WHAT YOU ARE ASKED TO DO:
Range to reproduce from the entries below: the line with "let mut dns = Vec::new();", the line with "inner.take_all()?;", and every line in between. Give them exactly and give nothing else.

DATA FOR PROCESSING:
____________
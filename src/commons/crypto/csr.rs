//! PKCS#10 certificate signing requests.
use std::convert::Infallible;
use std::fmt;
use std::net::{IpAddr, Ipv4Addr, Ipv6Addr};

use bcder::decode::{self, Content, DecodeError};
use bcder::{Mode, OctetString, Oid, Tag};
use bytes::Bytes;
use openssl::asn1::{Asn1Object, Asn1OctetString};
use openssl::error::ErrorStack;
use openssl::hash::MessageDigest;
use openssl::nid::Nid;
use openssl::stack::Stack;
use openssl::x509::extension::SubjectAlternativeName;
use openssl::x509::{X509Extension, X509Name, X509NameRef, X509Req, X509ReqBuilder};

use crate::commons::crypto::keys::KeyPair;
use crate::commons::crypto::oid;
use crate::commons::error::Error;

//------------ DistinguishedName ---------------------------------------------

/// The subject of a certificate request.
#[derive(Clone, Debug, Default, Eq, PartialEq)]
pub struct DistinguishedName {
    pub country: Option<String>,
    pub province: Option<String>,
    pub locality: Option<String>,
    pub organization: Option<String>,
    pub organizational_unit: Option<String>,
    pub common_name: String,
}

impl DistinguishedName {
    pub fn new(common_name: impl Into<String>) -> Self {
        DistinguishedName {
            common_name: common_name.into(),
            ..Default::default()
        }
    }

    fn entries(&self) -> impl Iterator<Item = (Nid, &str)> {
        [
            (Nid::COUNTRYNAME, self.country.as_deref()),
            (Nid::STATEORPROVINCENAME, self.province.as_deref()),
            (Nid::LOCALITYNAME, self.locality.as_deref()),
            (Nid::ORGANIZATIONNAME, self.organization.as_deref()),
            (Nid::ORGANIZATIONALUNITNAME, self.organizational_unit.as_deref()),
            (Nid::COMMONNAME, Some(self.common_name.as_str())),
        ]
        .into_iter()
        .filter_map(|(nid, value)| value.map(|value| (nid, value)))
    }

    pub fn to_x509_name(&self) -> Result<X509Name, ErrorStack> {
        let mut builder = X509Name::builder()?;
        for (nid, value) in self.entries() {
            builder.append_entry_by_nid(nid, value)?;
        }
        Ok(builder.build())
    }

    /// Reads the attributes we know about from an X.509 name.
    ///
    /// The name must have a common name, other attributes are optional.
    /// Unknown attributes are ignored.
    pub fn from_x509_name(name: &X509NameRef) -> Result<Self, Error> {
        #[allow(deprecated)]
        fn entry(name: &X509NameRef, nid: Nid) -> Option<String> {
            name.entries_by_nid(nid)
                .next()
                .and_then(|entry| entry.data().as_utf8().ok())
                .map(|value| value.to_string())
        }

        let common_name =
            entry(name, Nid::COMMONNAME).ok_or_else(|| Error::malformed("subject has no common name"))?;

        Ok(DistinguishedName {
            country: entry(name, Nid::COUNTRYNAME),
            province: entry(name, Nid::STATEORPROVINCENAME),
            locality: entry(name, Nid::LOCALITYNAME),
            organization: entry(name, Nid::ORGANIZATIONNAME),
            organizational_unit: entry(name, Nid::ORGANIZATIONALUNITNAME),
            common_name,
        })
    }
}

impl fmt::Display for DistinguishedName {
    fn fmt(&self, f: &mut fmt::Formatter) -> fmt::Result {
        let parts: Vec<String> = self
            .entries()
            .map(|(nid, value)| {
                let label = match nid {
                    Nid::COUNTRYNAME => "C",
                    Nid::STATEORPROVINCENAME => "ST",
                    Nid::LOCALITYNAME => "L",
                    Nid::ORGANIZATIONNAME => "O",
                    Nid::ORGANIZATIONALUNITNAME => "OU",
                    _ => "CN",
                };
                format!("{}={}", label, value)
            })
            .collect();
        write!(f, "{}", parts.join(", "))
    }
}

//------------ AltNames ------------------------------------------------------

/// Subject alternative names: DNS names and IP addresses.
#[derive(Clone, Debug, Default, Eq, PartialEq)]
pub struct AltNames {
    pub dns_names: Vec<String>,
    pub ip_addresses: Vec<IpAddr>,
}

impl AltNames {
    pub fn new(dns_names: Vec<String>, ip_addresses: Vec<IpAddr>) -> Self {
        AltNames {
            dns_names,
            ip_addresses,
        }
    }

    pub fn dns(names: &[&str]) -> Self {
        AltNames {
            dns_names: names.iter().map(|name| name.to_string()).collect(),
            ip_addresses: vec![],
        }
    }

    pub fn is_empty(&self) -> bool {
        self.dns_names.is_empty() && self.ip_addresses.is_empty()
    }

    /// Builds the subjectAltName extension, or `None` if there are no names.
    pub(crate) fn to_extension(
        &self,
        ctx: &openssl::x509::X509v3Context,
    ) -> Result<Option<X509Extension>, ErrorStack> {
        if self.is_empty() {
            return Ok(None);
        }
        let mut san = SubjectAlternativeName::new();
        for name in &self.dns_names {
            san.dns(name);
        }
        for ip in &self.ip_addresses {
            san.ip(&ip.to_string());
        }
        san.build(ctx).map(Some)
    }

    /// Parses the DER encoded value of a subjectAltName extension.
    ///
    /// ```text
    /// GeneralNames ::= SEQUENCE SIZE (1..MAX) OF GeneralName
    ///
    /// GeneralName ::= CHOICE {
    ///      ...
    ///      dNSName                         [2]     IA5String,
    ///      ...
    ///      iPAddress                       [7]     OCTET STRING,
    ///      ... }
    /// ```
    ///
    /// Names of other kinds are skipped.
    pub fn decode_extension_value(value: Bytes) -> Result<Self, Error> {
        let (dns_raw, ip_raw) = Mode::Der
            .decode(value, Self::take_general_names)
            .map_err(|e| Error::malformed(format!("invalid subjectAltName: {}", e)))?;

        let mut names = AltNames::default();
        for raw in dns_raw {
            let name = std::str::from_utf8(&raw).map_err(|_| Error::malformed("invalid DNS name in subjectAltName"))?;
            names.dns_names.push(name.to_string());
        }
        for raw in ip_raw {
            let ip = match raw.len() {
                4 => {
                    let mut octets = [0u8; 4];
                    octets.copy_from_slice(&raw);
                    IpAddr::V4(Ipv4Addr::from(octets))
                }
                16 => {
                    let mut octets = [0u8; 16];
                    octets.copy_from_slice(&raw);
                    IpAddr::V6(Ipv6Addr::from(octets))
                }
                len => {
                    return Err(Error::malformed(format!(
                        "IP address of {} bytes in subjectAltName",
                        len
                    )));
                }
            };
            names.ip_addresses.push(ip);
        }
        Ok(names)
    }

    #[allow(clippy::type_complexity)]
    fn take_general_names<S: decode::Source>(
        cons: &mut decode::Constructed<S>,
    ) -> Result<(Vec<Bytes>, Vec<Bytes>), DecodeError<S::Error>> {
        cons.take_sequence(|cons| {
            let mut dns = Vec::new();
            let mut ips = Vec::new();
            while let Some(()) = cons.take_opt_value(|tag, content| {
                if tag == Tag::CTX_2 {
                    dns.push(content.as_primitive()?.take_all()?);
                } else if tag == Tag::ctx(7) {
                    ips.push(content.as_primitive()?.take_all()?);
                } else {
                    match content {
                        Content::Primitive(inner) => {
                            inner.take_all()?;
                        }
                        Content::Constructed(inner) => inner.skip_all()?,
                    }
                }
                Ok(())
            })? {}
            Ok((dns, ips))
        })
    }
}

//------------ ExtraExtension ------------------------------------------------

/// An additional extension to request, given as raw DER.
#[derive(Clone, Debug, Eq, PartialEq)]
pub struct ExtraExtension {
    /// Dotted decimal object identifier, e.g. "1.3.6.1.4.1.311.20.2".
    pub oid: String,
    pub critical: bool,
    /// The DER encoded extension value, without the OCTET STRING wrapper.
    pub value: Bytes,
}

impl ExtraExtension {
    fn to_x509_extension(&self) -> Result<X509Extension, ErrorStack> {
        let oid = Asn1Object::from_str(&self.oid)?;
        let value = Asn1OctetString::new_from_bytes(&self.value)?;
        X509Extension::new_from_der(&oid, self.critical, &value)
    }
}

//------------ CertificateSigningRequest -------------------------------------

/// A DER encoded PKCS#10 request, signed with SHA-256/RSA.
pub struct CertificateSigningRequest {
    der: Bytes,
    req: X509Req,
    subject: DistinguishedName,
    alt_names: AltNames,
}

/// # Creating
///
impl CertificateSigningRequest {
    pub fn build(
        subject: &DistinguishedName,
        alt_names: &AltNames,
        extensions: &[ExtraExtension],
        key: &KeyPair,
    ) -> Result<Self, Error> {
        let req = Self::build_req(subject, alt_names, extensions, key).map_err(Error::csr)?;
        let der = req.to_der().map(Bytes::from).map_err(Error::csr)?;

        Ok(CertificateSigningRequest {
            der,
            req,
            subject: subject.clone(),
            alt_names: alt_names.clone(),
        })
    }

    fn build_req(
        subject: &DistinguishedName,
        alt_names: &AltNames,
        extensions: &[ExtraExtension],
        key: &KeyPair,
    ) -> Result<X509Req, ErrorStack> {
        let mut builder = X509ReqBuilder::new()?;
        builder.set_version(0)?;
        let value = subject.to_x509_name()?;
        builder.set_subject_name(&value)?;
        builder.set_pubkey(key.pkey())?;

        let mut stack = Stack::new()?;
        let san = alt_names.to_extension(&builder.x509v3_context(None))?;
        if let Some(san) = san {
            stack.push(san)?;
        }
        for extension in extensions {
            stack.push(extension.to_x509_extension()?)?;
        }
        if !stack.is_empty() {
            builder.add_extensions(&stack)?;
        }

        builder.sign(key.pkey(), MessageDigest::sha256())?;
        Ok(builder.build())
    }
}

/// # Decoding
///
impl CertificateSigningRequest {
    /// Decodes a DER encoded request.
    pub fn decode(der: Bytes) -> Result<Self, Error> {
        let req = X509Req::from_der(&der).map_err(|e| Error::malformed(format!("invalid CSR: {}", e)))?;
        let subject = DistinguishedName::from_x509_name(req.subject_name())?;

        let alt_names = match Self::take_requested_alt_names(der.clone())
            .map_err(|e| Error::malformed(format!("invalid CSR: {}", e)))?
        {
            Some(value) => AltNames::decode_extension_value(value)?,
            None => AltNames::default(),
        };

        Ok(CertificateSigningRequest {
            der,
            req,
            subject,
            alt_names,
        })
    }

    /// Returns the raw subjectAltName value from the extensionRequest.
    ///
    /// ```text
    /// CertificationRequest ::= SEQUENCE {
    ///      certificationRequestInfo CertificationRequestInfo,
    ///      signatureAlgorithm AlgorithmIdentifier,
    ///      signature          BIT STRING }
    ///
    /// CertificationRequestInfo ::= SEQUENCE {
    ///      version       INTEGER { v1(0) },
    ///      subject       Name,
    ///      subjectPKInfo SubjectPublicKeyInfo,
    ///      attributes    [0] Attributes }
    /// ```
    fn take_requested_alt_names(der: Bytes) -> Result<Option<Bytes>, DecodeError<Infallible>> {
        Mode::Der.decode(der, |cons| {
            cons.take_sequence(|cons| {
                let san = cons.take_sequence(|cons| {
                    cons.skip_u8_if(0)?; // version
                    cons.capture_one()?; // subject
                    cons.capture_one()?; // subjectPKInfo
                    let san = cons.take_opt_constructed_if(Tag::CTX_0, |cons| {
                        let mut san = None;
                        while let Some(found) = cons.take_opt_sequence(|cons| {
                            let attr_type = Oid::take_from(cons)?;
                            cons.take_set(|cons| {
                                if attr_type == oid::EXTENSION_REQUEST {
                                    Self::take_san_extension(cons)
                                } else {
                                    cons.skip_all()?;
                                    Ok(None)
                                }
                            })
                        })? {
                            if found.is_some() {
                                san = found;
                            }
                        }
                        Ok(san)
                    })?;
                    Ok(san.flatten())
                })?;
                cons.skip_all()?; // signatureAlgorithm and signature
                Ok(san)
            })
        })
    }

    fn take_san_extension<S: decode::Source>(
        cons: &mut decode::Constructed<S>,
    ) -> Result<Option<Bytes>, DecodeError<S::Error>> {
        cons.take_sequence(|cons| {
            let mut san = None;
            while let Some(()) = cons.take_opt_sequence(|cons| {
                let id = Oid::take_from(cons)?;
                let _critical = cons.take_opt_bool()?;
                let value = OctetString::take_from(cons)?;
                if id == oid::CE_SUBJECT_ALT_NAME {
                    san = Some(value.into_bytes());
                }
                Ok(())
            })? {}
            Ok(san)
        })
    }
}

/// # Accessors
///
impl CertificateSigningRequest {
    pub fn der(&self) -> &Bytes {
        &self.der
    }

    pub fn req(&self) -> &X509Req {
        &self.req
    }

    pub fn subject(&self) -> &DistinguishedName {
        &self.subject
    }

    pub fn alt_names(&self) -> &AltNames {
        &self.alt_names
    }

    /// Checks the self-signature of the request.
    pub fn verify_signature(&self) -> bool {
        self.req
            .public_key()
            .and_then(|key| self.req.verify(&key))
            .unwrap_or(false)
    }
}

impl fmt::Debug for CertificateSigningRequest {
    fn fmt(&self, f: &mut fmt::Formatter) -> fmt::Result {
        f.debug_struct("CertificateSigningRequest")
            .field("subject", &self.subject)
            .field("alt_names", &self.alt_names)
            .field("der", &hex::encode(&self.der))
            .finish()
    }
}

//------------ Tests ---------------------------------------------------------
____________
YOUR RESPONSE:
            let mut dns = Vec::new();
            let mut ips = Vec::new();
            while let Some(()) = cons.take_opt_value(|tag, content| {
                if tag == Tag::CTX_2 {
                    dns.push(content.as_primitive()?.take_all()?);
                } else if tag == Tag::ctx(7) {
                    ips.push(content.as_primitive()?.take_all()?);
                } else {
                    match content {
                        Content::Primitive(inner) => {
                            inner.take_all()?;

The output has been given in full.